Fenoma Golput dalam Psikologi Kepercayaan (Trust)
INDOPOSITIVE.org—Seberapa
percaya anda dengan para calon yang akan dipilih pada Pemilihan Umum (Pemilu)
2019 ini? Menjawab pertanyaan di atas bisa jadi akan memperlihatkan bagaimana
bentuk pilihan kita nantinya. Bila saja rasa tak percaya kita pada pemerintah
menguat, tentu saja memilih untuk tidak ikut berpartisipasi akan menjadi satu pilihan
tersendiri. Sesuatu yang akhir-akhir ini kembali muncul, yaitu fenomena
golongan putih alias golput. Tak dapat dipungkiri, golput akan selalu ada di
tiap pemilu.
Belajar
dari penelitian yang dilakukan Sri Yuniarti, Golput dan Pemilu di Indonesia, diterbitkan dalam Jurnal Penelitian
Politik, kita dapat belajar beberapa hal.Ada dua faktor utama golput yang
terjadi selama pemilu dilangsungkan. Pertama, mereka yang memilih untuk golput lantaran
merasa tak puas terhadap partai politik yang hanya berorientasi pada kekuasaan.
Kedua, ada yang bermasalah dengan persoalan administratif – seperti nama
pemilih yang belum terdaftar. Namun, mari melihat pada faktor ketidakpuasan
para pemilih tersebut. Ketidakpuasan itu pula yang pada akhirnya menimbulkan
rasa tak percaya.
Sekiranya
pilihan orang-orang golput tetap dihargai. Sikap politik mereka dapat tercermin
melalui keputusan tersebut. Sayangnya, pemerintah tak pernah benar-benar
memahami apa yang sebenarnya terjadi. Tidak ada proses berbenah sama sekali.

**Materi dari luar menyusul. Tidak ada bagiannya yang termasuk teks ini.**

//! Key/value preference storage used for small user settings such as the desktop theme.

use std::{cell::RefCell, collections::HashMap, future::Future, pin::Pin, rc::Rc};

use serde::{de::DeserializeOwned, Serialize};

/// Object-safe boxed future returned by [`PrefsStore`] methods.
pub type PrefsStoreFuture<'a, T> = Pin<Box<dyn Future<Output = T> + 'a>>;

/// Host service storing preference blobs as JSON text under string keys.
///
/// Stores are single-threaded (`Rc`-shared on the UI thread), so futures are not `Send`.
pub trait PrefsStore {
    /// Loads the raw JSON text stored under `key`, if any.
    fn load_pref<'a>(
        &'a self,
        key: &'a str,
    ) -> PrefsStoreFuture<'a, Result<Option<String>, String>>;

    /// Stores raw JSON text under `key`, replacing any previous value.
    fn save_pref<'a>(
        &'a self,
        key: &'a str,
        raw_json: &'a str,
    ) -> PrefsStoreFuture<'a, Result<(), String>>;

    /// Removes `key`. Removing a missing key succeeds.
    fn delete_pref<'a>(&'a self, key: &'a str) -> PrefsStoreFuture<'a, Result<(), String>>;
}

#[derive(Debug, Clone, Default)]
/// In-memory preference store. Clones share the same backing map.
pub struct MemoryPrefsStore {
    inner: Rc<RefCell<HashMap<String, String>>>,
}

impl MemoryPrefsStore {
    /// Returns the raw value for `key` without going through the async contract.
    pub fn raw(&self, key: &str) -> Option<String> {
        self.inner.borrow().get(key).cloned()
    }
}

impl PrefsStore for MemoryPrefsStore {
    fn load_pref<'a>(
        &'a self,
        key: &'a str,
    ) -> PrefsStoreFuture<'a, Result<Option<String>, String>> {
        Box::pin(async move { Ok(self.raw(key)) })
    }

    fn save_pref<'a>(
        &'a self,
        key: &'a str,
        raw_json: &'a str,
    ) -> PrefsStoreFuture<'a, Result<(), String>> {
        Box::pin(async move {
            self.inner
                .borrow_mut()
                .insert(key.to_string(), raw_json.to_string());
            Ok(())
        })
    }

    fn delete_pref<'a>(&'a self, key: &'a str) -> PrefsStoreFuture<'a, Result<(), String>> {
        Box::pin(async move {
            self.inner.borrow_mut().remove(key);
            Ok(())
        })
    }
}

#[derive(Debug, Clone, Copy, Default)]
/// Store that persists nothing. Loads always read as absent.
pub struct NoopPrefsStore;

impl PrefsStore for NoopPrefsStore {
    fn load_pref<'a>(
        &'a self,
        _key: &'a str,
    ) -> PrefsStoreFuture<'a, Result<Option<String>, String>> {
        Box::pin(async { Ok(None) })
    }

    fn save_pref<'a>(
        &'a self,
        _key: &'a str,
        _raw_json: &'a str,
    ) -> PrefsStoreFuture<'a, Result<(), String>> {
        Box::pin(async { Ok(()) })
    }

    fn delete_pref<'a>(&'a self, _key: &'a str) -> PrefsStoreFuture<'a, Result<(), String>> {
        Box::pin(async { Ok(()) })
    }
}

/// Loads and deserializes a typed preference value.
///
/// # Errors
///
/// Returns an error when the store fails or the stored JSON does not match `T`.
pub async fn load_pref_with<S: PrefsStore + ?Sized, T: DeserializeOwned>(
    store: &S,
    key: &str,
) -> Result<Option<T>, String> {
    let Some(raw) = store.load_pref(key).await? else {
        return Ok(None);
    };
    let value = serde_json::from_str(&raw).map_err(|e| format!("decode `{key}`: {e}"))?;
    Ok(Some(value))
}

/// Serializes and saves a typed preference value.
///
/// # Errors
///
/// Returns an error when serialization or the store write fails.
pub async fn save_pref_with<S: PrefsStore + ?Sized, T: Serialize>(
    store: &S,
    key: &str,
    value: &T,
) -> Result<(), String> {
    let raw = serde_json::to_string(value).map_err(|e| format!("encode `{key}`: {e}"))?;
    store.save_pref(key, &raw).await
}

#[cfg(test)]
mod tests {
    use futures::executor::block_on;
    use pretty_assertions::assert_eq;
    use serde::{Deserialize, Serialize};

    use super::*;

    #[derive(Debug, PartialEq, Serialize, Deserialize)]
    struct Palette {
        mode: String,
        accent: String,
    }

    #[test]
    fn memory_store_saves_replaces_and_deletes() {
        let store = MemoryPrefsStore::default();
        let store_obj: &dyn PrefsStore = &store;

        block_on(store_obj.save_pref("theme", "{\"a\":1}")).expect("save");
        block_on(store_obj.save_pref("theme", "{\"a\":2}")).expect("overwrite");
        assert_eq!(
            block_on(store_obj.load_pref("theme")).expect("load"),
            Some("{\"a\":2}".to_string())
        );

        block_on(store_obj.delete_pref("theme")).expect("delete");
        block_on(store_obj.delete_pref("theme")).expect("delete missing key");
        assert_eq!(block_on(store_obj.load_pref("theme")).expect("load"), None);
    }

    #[test]
    fn clones_share_backing_map() {
        let store = MemoryPrefsStore::default();
        let other = store.clone();
        block_on(store.save_pref("k", "true")).expect("save");
        assert_eq!(other.raw("k"), Some("true".to_string()));
    }

    #[test]
    fn typed_helpers_encode_and_decode_json() {
        let store = MemoryPrefsStore::default();
        let value = Palette {
            mode: "dark".to_string(),
            accent: "#FF9500".to_string(),
        };

        block_on(save_pref_with(&store, "palette", &value)).expect("save typed");
        let loaded: Option<Palette> =
            block_on(load_pref_with(&store, "palette")).expect("load typed");
        assert_eq!(loaded, Some(value));

        let missing: Option<Palette> =
            block_on(load_pref_with(&store, "absent")).expect("load missing");
        assert_eq!(missing, None);
    }

    #[test]
    fn noop_store_forgets_everything() {
        let store = NoopPrefsStore;
        block_on(store.save_pref("theme", "{}")).expect("save");
        assert_eq!(block_on(store.load_pref("theme")).expect("load"), None);
    }

    #[test]
    fn typed_load_reports_malformed_json() {
        let store = MemoryPrefsStore::default();
        block_on(store.save_pref("palette", "{not json")).expect("save raw");

        let err = block_on(load_pref_with::<_, Palette>(&store, "palette"))
            .expect_err("malformed payload should fail");
        assert!(err.contains("palette"), "error should name the key: {err}");
    }
}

Kepercayaan yang diberikan rakyat, tidak sepenuhnya dihargai dan menjadi modal
untuk mengabadi. Padahal dari masa ke masa tingkat golput semakin meningkat. Data
tersebut tak cukup untuk membuat mereka melakukan refleksi atas kinerja yang
telah atau belum dituntaskan.
Data
penelitian “Potret partisipasi organisasi
masyarakat sipil dalam pemantauan pemilu 1999–2014” menjelaskan jika Pemilu
Legislatif tahun 2009 memperlihatkan tingkat partisipasi politik pemilih yang
semakin menurun, yaitu hanya mencapai 70,9 persen dan jumlah golput semakin
meningkat yaitu 29,1 persen. Sedangkan pada Pemilu Presiden, tingkat
partisipasi politik pemilih mencapai 71,7 persen dan jumlah golput mencapai
28,3 persen. Terakhir di Pemilu Legislatif 2014, angka partisipasi pemilih
menyentuh angka 75,11 persen. Sedangkan pada Pemilu Presiden 2014, jumlah
partisipasi pemilih ada di angka 70 persen. Angka golput pun rata-rata mencapai
25-30 persen.
Hal
yang disayangkan dari fenomena ini adalah kurangnya usaha para politikus untuk
membangun kepercayaan pada rakyat. Sebaliknya, perilaku mereka hanya
memperlihatkan ketidakpedulian atas amanah yang telah diberikan pada pemilu
sebelumnya. Bahkan mereka yang pernah menjadi pelaku korupsi, tetap memilih
untuk kembali mencalonkan. Organisasi Indonesia Corruption Watch (ICW) merilis
nama-nama calon anggota legislatif yang ingin kembali berlaga di pemilu
legislatif 2019. Pasalnya, calon anggota legislatif tersebut merupakan
orang-orang yang pernah terseret kasus korupsi. Setidaknya ada sekitar 46 caleg yang dicatat
oleh ICW. Kasus korupsi yang hampir setiap saat dapat kita dengar dilakukan
oleh orang-orang yang kita pilih saat pemilu.
Golput
menjadi sebuah bentuk protes. Hal itu juga yang menjadi perlawanan, semacam
bentuk teguran yang nyaris terabaikan oleh para politikus kita. Sayangnya,
ketika masa menjelang pemilu tiba, para golput kemudian disalahkan begitu saja.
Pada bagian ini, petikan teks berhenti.